Two lines mark the range in the entries below: the one holding "assert_eq!(hosts[0].lifetime_tick_ts, 2_000);" and the one holding "let value = serde_json::to_value(&h).unwrap();". Set down those two and all lines between them, exactly.
==== Input data ====
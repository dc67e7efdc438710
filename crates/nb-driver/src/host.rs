use std::fmt;

use serde::{Deserialize, Serialize};
use serde_json::{Value, json};

use crate::policy::{HOST_KEY_PREFIX, PoolPolicy};

#[derive(Debug, Clone, Copy, PartialEq, Eq, Hash, Serialize, Deserialize)]
#[serde(rename_all = "lowercase")]
pub enum HostState {
    Spawned,
    Active,
    Inactive,
    Removed,
}

impl HostState {
    pub fn as_str(&self) -> &'static str {
        match self {
            Self::Spawned => "spawned",
            Self::Active => "active",
            Self::Inactive => "inactive",
            Self::Removed => "removed",
        }
    }
}

impl fmt::Display for HostState {
    fn fmt(&self, f: &mut fmt::Formatter<'_>) -> fmt::Result {
        f.write_str(self.as_str())
    }
}

/// A pool VM as persisted in the record store.
#[derive(Debug, Clone, PartialEq, Serialize, Deserialize)]
pub struct Host {
    pub id: String,
    pub provider_id: String,
    pub docker_url: String,
    pub private_ip: String,
    #[serde(default)]
    pub public_ip: String,
    pub spawn_ts: i64,
    pub state: HostState,
    pub num_slots: u32,
    #[serde(default)]
    pub num_reserved_slots: u32,
    #[serde(default)]
    pub usage: u64,
    #[serde(default)]
    pub lifetime_tick_ts: i64,
    #[serde(default)]
    pub error_count: u32,
    /// Derived on every read, never trusted from storage.
    #[serde(skip)]
    pub lifetime_left: i64,
}

impl Host {
    pub fn record_key(&self) -> String {
        record_key(&self.id)
    }

    pub fn free_slots(&self) -> u32 {
        self.num_slots.saturating_sub(self.num_reserved_slots)
    }

    pub fn is_fresh(&self, policy: &PoolPolicy) -> bool {
        self.lifetime_left > policy.host_lifetime_low
    }

    /// Record a fresh slot count observed on the daemon. Usage accrues and
    /// the lifetime clock starts on first use.
    pub fn observe_reserved(&mut self, reserved: u32, now: i64) {
        self.set_reserved(reserved);
        self.usage += u64::from(self.num_reserved_slots);
        if self.usage > 0 && self.lifetime_tick_ts == 0 {
            self.lifetime_tick_ts = now;
        }
    }

    /// Store an observed slot count, clamped to the host's capacity.
    pub fn set_reserved(&mut self, reserved: u32) {
        if reserved > self.num_slots {
            tracing::warn!(
                host_id = %self.id,
                reserved,
                num_slots = self.num_slots,
                "host reports more reserved slots than it has, clamping"
            );
        }
        self.num_reserved_slots = reserved.min(self.num_slots);
    }

    /// JSON schema for stored host records.
    pub fn schema() -> Value {
        json!({
            "type": "object",
            "required": ["id", "provider_id", "docker_url", "private_ip", "spawn_ts", "state", "num_slots"],
            "properties": {
                "id": { "type": "string", "minLength": 1 },
                "provider_id": { "type": "string" },
                "docker_url": { "type": "string" },
                "private_ip": { "type": "string" },
                "public_ip": { "type": "string" },
                "spawn_ts": { "type": "integer" },
                "state": { "enum": ["spawned", "active", "inactive", "removed"] },
                "num_slots": { "type": "integer", "minimum": 1 },
                "num_reserved_slots": { "type": "integer", "minimum": 0 },
                "usage": { "type": "integer", "minimum": 0 },
                "lifetime_tick_ts": { "type": "integer", "minimum": 0 },
                "error_count": { "type": "integer", "minimum": 0 }
            }
        })
    }
}

pub fn record_key(host_id: &str) -> String {
    format!("{HOST_KEY_PREFIX}{host_id}")
}

/// Recompute `lifetime_left` for every host.
///
/// A lone host of a non-small flavor starts its clock immediately so a
/// ramp-up host is not kept around idle forever.
pub fn update_lifetimes(hosts: &mut [Host], shutdown_mode: bool, small_slots: u32, policy: &PoolPolicy, now: i64) {
    let lone = hosts.len() == 1;
    for host in hosts.iter_mut() {
        host.lifetime_left = if shutdown_mode {
            0
        } else if host.lifetime_tick_ts > 0 {
            (policy.host_lifetime - (now - host.lifetime_tick_ts)).max(0)
        } else if lone && host.num_slots != small_slots {
            host.lifetime_tick_ts = now;
            policy.host_lifetime
        } else {
            policy.host_lifetime
        };
    }
}

pub fn active_hosts(hosts: &[Host]) -> impl Iterator<Item = &Host> {
    hosts.iter().filter(|h| h.state == HostState::Active)
}

/// Slots in use anywhere in the pool.
pub fn allocated_slots(hosts: &[Host]) -> u32 {
    hosts.iter().map(|h| h.num_reserved_slots).sum()
}

pub fn free_slots(hosts: &[Host]) -> u32 {
    active_hosts(hosts).map(Host::free_slots).sum()
}

/// Free slots on active hosts that will still be around for a while.
pub fn projected_free_slots(hosts: &[Host], policy: &PoolPolicy) -> u32 {
    active_hosts(hosts)
        .filter(|h| h.is_fresh(policy))
        .map(Host::free_slots)
        .sum()
}

#[cfg(test)]
mod tests {
    use super::*;

    fn host(id: &str, state: HostState, num_slots: u32, reserved: u32) -> Host {
        Host {
            id: id.into(),
            provider_id: format!("srv-{id}"),
            docker_url: "https://10.0.0.1:2376".into(),
            private_ip: "10.0.0.1".into(),
            public_ip: String::new(),
            spawn_ts: 0,
            state,
            num_slots,
            num_reserved_slots: reserved,
            usage: 0,
            lifetime_tick_ts: 0,
            error_count: 0,
            lifetime_left: 0,
        }
    }

    fn policy() -> PoolPolicy {
        PoolPolicy {
            host_lifetime: 900,
            ..PoolPolicy::immediate()
        }
    }

    #[test]
    fn lifetime_counts_down_from_first_use() {
        let mut hosts = vec![host("a", HostState::Active, 4, 0), host("b", HostState::Active, 4, 0)];
        hosts[0].lifetime_tick_ts = 1_000;

        update_lifetimes(&mut hosts, false, 4, &policy(), 1_600);
        assert_eq!(hosts[0].lifetime_left, 300);
        assert_eq!(hosts[1].lifetime_left, 900);
        assert_eq!(hosts[1].lifetime_tick_ts, 0);

        update_lifetimes(&mut hosts, false, 4, &policy(), 5_000);
        assert_eq!(hosts[0].lifetime_left, 0);
    }

    #[test]
    fn lone_large_host_starts_ticking() {
        let mut hosts = vec![host("big", HostState::Active, 16, 0)];
        update_lifetimes(&mut hosts, false, 4, &policy(), 2_000);
        assert_eq!(hosts[0].lifetime_tick_ts, 2_000);
        assert_eq!(hosts[0].lifetime_left, 900);

        let mut small = vec![host("small", HostState::Active, 4, 0)];
        update_lifetimes(&mut small, false, 4, &policy(), 2_000);
        assert_eq!(small[0].lifetime_tick_ts, 0);
    }

    #[test]
    fn shutdown_zeroes_every_lifetime() {
        let mut hosts = vec![host("a", HostState::Active, 4, 1), host("b", HostState::Spawned, 4, 0)];
        update_lifetimes(&mut hosts, true, 4, &policy(), 2_000);
        assert!(hosts.iter().all(|h| h.lifetime_left == 0));
    }

    #[test]
    fn projected_free_slots_skip_expiring_and_inactive_hosts() {
        let mut hosts = vec![
            host("fresh", HostState::Active, 4, 1),
            host("old", HostState::Active, 16, 0),
            host("gone", HostState::Inactive, 16, 0),
        ];
        hosts[0].lifetime_left = 900;
        hosts[1].lifetime_left = 300;

        assert_eq!(free_slots(&hosts), 3 + 16);
        assert_eq!(projected_free_slots(&hosts, &policy()), 3);
        assert_eq!(allocated_slots(&hosts), 1);
    }

    #[test]
    fn observe_reserved_clamps_and_starts_clock_once() {
        let mut h = host("a", HostState::Active, 4, 0);
        h.observe_reserved(0, 100);
        assert_eq!(h.lifetime_tick_ts, 0);

        h.observe_reserved(6, 200);
        assert_eq!(h.num_reserved_slots, 4);
        assert_eq!(h.lifetime_tick_ts, 200);

        h.observe_reserved(1, 300);
        assert_eq!(h.usage, 5);
        assert_eq!(h.lifetime_tick_ts, 200);
    }

    #[test]
    fn lifetime_left_is_not_persisted() {
        let mut h = host("a", HostState::Active, 4, 0);
        h.lifetime_left = 123;
        let value = serde_json::to_value(&h).unwrap();
        assert!(value.get("lifetime_left").is_none());
        assert_eq!(value["state"], "active");
        assert_eq!(h.record_key(), "pool_vm_a");
    }
}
====
[Answer box]:
        assert_eq!(hosts[0].lifetime_tick_ts, 2_000);
        assert_eq!(hosts[0].lifetime_left, 900);

        let mut small = vec![host("small", HostState::Active, 4, 0)];
        update_lifetimes(&mut small, false, 4, &policy(), 2_000);
        assert_eq!(small[0].lifetime_tick_ts, 0);
    }

    #[test]
    fn shutdown_zeroes_every_lifetime() {
        let mut hosts = vec![host("a", HostState::Active, 4, 1), host("b", HostState::Spawned, 4, 0)];
        update_lifetimes(&mut hosts, true, 4, &policy(), 2_000);
        assert!(hosts.iter().all(|h| h.lifetime_left == 0));
    }

    #[test]
    fn projected_free_slots_skip_expiring_and_inactive_hosts() {
        let mut hosts = vec![
            host("fresh", HostState::Active, 4, 1),
            host("old", HostState::Active, 16, 0),
            host("gone", HostState::Inactive, 16, 0),
        ];
        hosts[0].lifetime_left = 900;
        hosts[1].lifetime_left = 300;

        assert_eq!(free_slots(&hosts), 3 + 16);
        assert_eq!(projected_free_slots(&hosts, &policy()), 3);
        assert_eq!(allocated_slots(&hosts), 1);
    }

    #[test]
    fn observe_reserved_clamps_and_starts_clock_once() {
        let mut h = host("a", HostState::Active, 4, 0);
        h.observe_reserved(0, 100);
        assert_eq!(h.lifetime_tick_ts, 0);

        h.observe_reserved(6, 200);
        assert_eq!(h.num_reserved_slots, 4);
        assert_eq!(h.lifetime_tick_ts, 200);

        h.observe_reserved(1, 300);
        assert_eq!(h.usage, 5);
        assert_eq!(h.lifetime_tick_ts, 200);
    }

    #[test]
    fn lifetime_left_is_not_persisted() {
        let mut h = host("a", HostState::Active, 4, 0);
        h.lifetime_left = 123;
        let value = serde_json::to_value(&h).unwrap();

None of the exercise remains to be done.